In 2008, La Plante was appointed Commander of the Order of the British Empire (CBE) in the Queen's Birthday Honours List for services to Literature, Drama and to Charity. In the same year, she received the TV Spielfilm Award at the International Film and Television Festival Conference in Cologne, Germany, for her television adaptation of her novel Above Suspicion.

In 2009, La Plante was inducted into the Crime Thriller Awards Hall of Fame and most recently, in 2013, La Plante was awarded an honorary fellowship with the Forensic Science Society (FSSoc), the first non-scientist to be inducted into the professional body; receiving the award for the accuracy with which she portrays forensic science in her work.

In 2024, she was named winner of the Crime Writers' Association of Britain's Diamond Dagger award for her outstanding lifetime's contribution to the crime and mystery fiction genre.

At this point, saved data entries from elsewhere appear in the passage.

use thiserror::Error;

use super::viewport::Viewport;

/// Errors surfaced by a page-rendering backend.
///
/// A page that loads but contains no element matching a selector is a
/// zero-match result (`Ok(false)` from the oracle), never an error.
#[derive(Debug, Error)]
pub enum PageError {
    #[error("page '{target}' could not be loaded: {reason}")]
    Unreachable { target: String, reason: String },

    #[error("no stylesheet named '{filename}' on the page")]
    MissingStylesheet { filename: String },

    #[error("renderer failure: {0}")]
    Backend(String),
}

/// Reports whether a selector matches a visible, on-screen element.
///
/// An element counts as matching when it is present in the rendered
/// document, is not computed invisible (`display: none` or equivalent), and
/// its bounding box intersects the viewport region. The query is blocking:
/// an asynchronous backend must resolve the answer before returning.
pub trait VisibilityOracle {
    /// True iff at least one visible element matching `selector` intersects
    /// `[0, 0]..[viewport.width, viewport.height]`.
    ///
    /// # Errors
    ///
    /// Returns [`PageError`] when the backend fails to answer; failures
    /// propagate to the caller of the filter, they are not retried here.
    fn selector_matches(&self, selector: &str, viewport: Viewport) -> Result<bool, PageError>;
}

/// A document rendered by a [`PageRenderer`], exposing its stylesheet source
/// alongside the visibility oracle.
pub trait RenderedPage: VisibilityOracle {
    /// Raw CSS source of the page's stylesheet(s).
    ///
    /// `filename` narrows to one stylesheet when the page references
    /// several.
    ///
    /// # Errors
    ///
    /// Returns [`PageError::MissingStylesheet`] when `filename` names no
    /// stylesheet on the page.
    fn stylesheet_source(&self, filename: Option<&str>) -> Result<String, PageError>;
}

/// The rendering-engine boundary: loads a target and produces a
/// [`RenderedPage`].
///
/// Implementations back this with a headless browser or an equivalent
/// engine. Tests back it with a stub.
pub trait PageRenderer {
    type Page: RenderedPage;

    /// Render `target` at the given viewport.
    ///
    /// # Errors
    ///
    /// Returns [`PageError::Unreachable`] when the target cannot be loaded.
    /// A loaded page with no matching elements is not an error.
    fn render(&self, target: &str, viewport: Viewport) -> Result<Self::Page, PageError>;
}
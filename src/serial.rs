//! JSON serialization and deserialization of rule trees.
//!
//! This module speaks the wire shape that browser CSSOM dumps produce, so
//! rule trees can be exchanged with external tooling (and with the
//! `rules` option of [`extract_critical()`](crate::extract_critical)
//! callers that capture rules in a page context):
//!
//! ```text
//! [
//!   {"cssText": "h1{ font-size: 2em; }", "selectorText": "h1", "cssRules": []},
//!   {"media": {"mediaText": "(min-width: 1100px)"},
//!    "cssText": "@media (min-width: 1100px){\ndiv{ font-size: 3em; }\n}",
//!    "cssRules": [ ... ]}
//! ]
//! ```
//!
//! A rule object carrying a `media` member decodes as a media group over its
//! `cssRules`; otherwise `selectorText` is required and the declaration text
//! is taken from the braced block inside `cssText`. Unknown members (CSSOM
//! emits indexed `MediaList` entries and a `length`) are ignored.

use serde::{Deserialize, Serialize};
use thiserror::Error;

use crate::render::collapse_ws;
use crate::types::RuleNode;

// ---------------------------------------------------------------------------
// Error type
// ---------------------------------------------------------------------------

/// Errors from encoding or decoding a JSON rule array.
#[derive(Debug, Error)]
pub enum JsonRulesError {
    #[error("invalid rules JSON: {0}")]
    Json(#[from] serde_json::Error),

    #[error("rule {index} has neither 'selectorText' nor 'media'")]
    MissingSelector { index: usize },

    #[error("rule {index} ('{selector}') has no braced declaration block in 'cssText'")]
    MissingBlock { index: usize, selector: String },
}

// ---------------------------------------------------------------------------
// Wire types
// ---------------------------------------------------------------------------

#[derive(Debug, Serialize, Deserialize)]
struct JsonRule {
    #[serde(rename = "cssText", default)]
    css_text: String,

    #[serde(rename = "selectorText", default, skip_serializing_if = "Option::is_none")]
    selector_text: Option<String>,

    #[serde(default, skip_serializing_if = "Option::is_none")]
    media: Option<JsonMedia>,

    #[serde(rename = "cssRules", default)]
    css_rules: Vec<JsonRule>,
}

#[derive(Debug, Serialize, Deserialize)]
struct JsonMedia {
    #[serde(rename = "mediaText")]
    media_text: String,
}

// ---------------------------------------------------------------------------
// RuleNode -> JsonRule
// ---------------------------------------------------------------------------

fn node_to_json(node: &RuleNode) -> JsonRule {
    let css_text = crate::render::render(std::slice::from_ref(node));
    match node {
        RuleNode::Style { selector, .. } => JsonRule {
            css_text,
            selector_text: Some(collapse_ws(selector)),
            media: None,
            css_rules: Vec::new(),
        },
        RuleNode::Media {
            condition,
            children,
        } => JsonRule {
            css_text,
            selector_text: None,
            media: Some(JsonMedia {
                media_text: collapse_ws(condition),
            }),
            css_rules: children.iter().map(node_to_json).collect(),
        },
    }
}

// ---------------------------------------------------------------------------
// JsonRule -> RuleNode
// ---------------------------------------------------------------------------

fn json_to_node(rule: JsonRule, index: usize) -> Result<RuleNode, JsonRulesError> {
    if let Some(media) = rule.media {
        let children = rule
            .css_rules
            .into_iter()
            .enumerate()
            .map(|(i, child)| json_to_node(child, i))
            .collect::<Result<Vec<_>, _>>()?;
        return Ok(RuleNode::Media {
            condition: collapse_ws(&media.media_text),
            children,
        });
    }

    let selector = rule
        .selector_text
        .ok_or(JsonRulesError::MissingSelector { index })?;
    let declarations = declarations_from_css_text(&rule.css_text, index, &selector)?;
    Ok(RuleNode::Style {
        selector: collapse_ws(&selector),
        declarations,
    })
}

/// Pull the declaration text out of the braced block in `cssText`.
fn declarations_from_css_text(
    css_text: &str,
    index: usize,
    selector: &str,
) -> Result<String, JsonRulesError> {
    let trimmed = css_text.trim();
    if trimmed.is_empty() {
        return Ok(String::new());
    }
    match (trimmed.find('{'), trimmed.rfind('}')) {
        (Some(open), Some(close)) if open < close => {
            Ok(trimmed[open + 1..close].trim().to_owned())
        }
        _ => Err(JsonRulesError::MissingBlock {
            index,
            selector: selector.to_owned(),
        }),
    }
}

// ---------------------------------------------------------------------------
// Public encode/decode
// ---------------------------------------------------------------------------

pub(crate) fn encode(rules: &[RuleNode]) -> Result<String, JsonRulesError> {
    let wire: Vec<JsonRule> = rules.iter().map(node_to_json).collect();
    Ok(serde_json::to_string(&wire)?)
}

pub(crate) fn decode(json: &str) -> Result<Vec<RuleNode>, JsonRulesError> {
    let wire: Vec<JsonRule> = serde_json::from_str(json)?;
    wire.into_iter()
        .enumerate()
        .map(|(i, rule)| json_to_node(rule, i))
        .collect()
}

// ---------------------------------------------------------------------------
// Unit tests
// ---------------------------------------------------------------------------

She has also been made an honorary member of the British Film Institute, an honorary fellow from Liverpool John Moores University, and in July 2022 an Honorary Doctor of Arts (HonDA) by Edge Hill University.

== Works ==
=== Television and film ===
- The Kids from 47A (1973–1974)
- Widows (1983–1985)
- Unnatural Causes: Hidden Talents (1986)
- Screen One: Seconds Out (1992)
- Civvies (1992)
- Framed (1992)
- Seekers (1993)
- Comics (1993)
- Prime Suspect (1993–2006)
- The Lifeboat (1994)
- She's Out (1995) (sequel to Widows)
- The Governor (1995–1996)
- Supply & Demand (1997–1998)
- Trial & Retribution (1997–2009)
- Bella Mafia (1997)
- Killer Net (1998)
- Cold Shoulder (2000)
- Mind Games (2001)
- Widows (2002) (US adaptation of the series of the same name)
- The Commander (2003–2008)
- Above Suspicion (2009–2012)
- Prime Suspect (2011–2012) (US adaptation of the series of the same name)
- Prime Suspect 1973 (2017)
- Widows (2018) (Film adaptation of the TV series of the same name)

=== Literature ===

- Dolly Rawlins/Widows/Jack Warr
- Widows (1983/2018)
- Widows II (1985) / Widows' Revenge (2019)
- She's Out (1995)
- Buried (2020)
- Judas Horse (2021)
- Vanished (2022)
- Pure Evil (2023)
- Crucified (2025)
- Sacrifice (2026)

- Legacy
- The Legacy (1987)
- The Talisman (1987)

- Jane Tennison
- Prime Suspect (1991)
- Prime Suspect 2 (1992)
- Prime Suspect 3 (1993)
- Tennison (2015) (basis of British TV series Prime Suspect 1973)
- Hidden Killers (2016)
- Good Friday (2017)
- Murder Mile (2018)
- The Dirty Dozen (2019)
- Blunt Force (2020)
- Unholy Murder (2021)
- Dark Rooms (2022)
- A Taste of Blood (2023)
- Whole Life Sentence (2024)

- Lorraine Page
- Cold Shoulder (1994)
- Cold Blood (1996)
- Cold Heart (1998)

- The Governor
- The Governor (1995)
- The Governor 2 (1996)

- Trial And Retribution
- Trial and Retribution (1997)
- Trial and Retribution II (1998)
- Trial and Retribution III (1999)
- Trial and Retribution IV (2000)
- Trial and Retribution V (2002)
- Trial and Retribution VI (2002)

- Anna Travis
- Above Suspicion (2004)
- The Red Dahlia (2006)
- Clean Cut (2007)
- Deadly Intent (2008)
- Silent Scream (2009)
- Blind Fury (2010)
- Bloodline (2011)
- Backlash (2012)
- Wrongful Death (2013)

- Jessica Russell
- The Scene of the Crime (2025)

- Other Novels
- Bella Mafia (1991)
- Civvies (1992)
- Entwined (1992)
- Framed (1992)
- Seekers (1993)
- Comics (1993)
- Sleeping Cruelty (2000)
- Royal Flush (2002)
- Twisted (2014)
- Sudden Death (2026)

- Short stories
- The Little One (2012)

- Autobiography
- Getting Away With Murder (2024)

==Personal life==
She was married to musician Richard La Plante for 17 years, until their divorce in 1996.

In 2003 she adopted an American baby son whose name is Lorcan.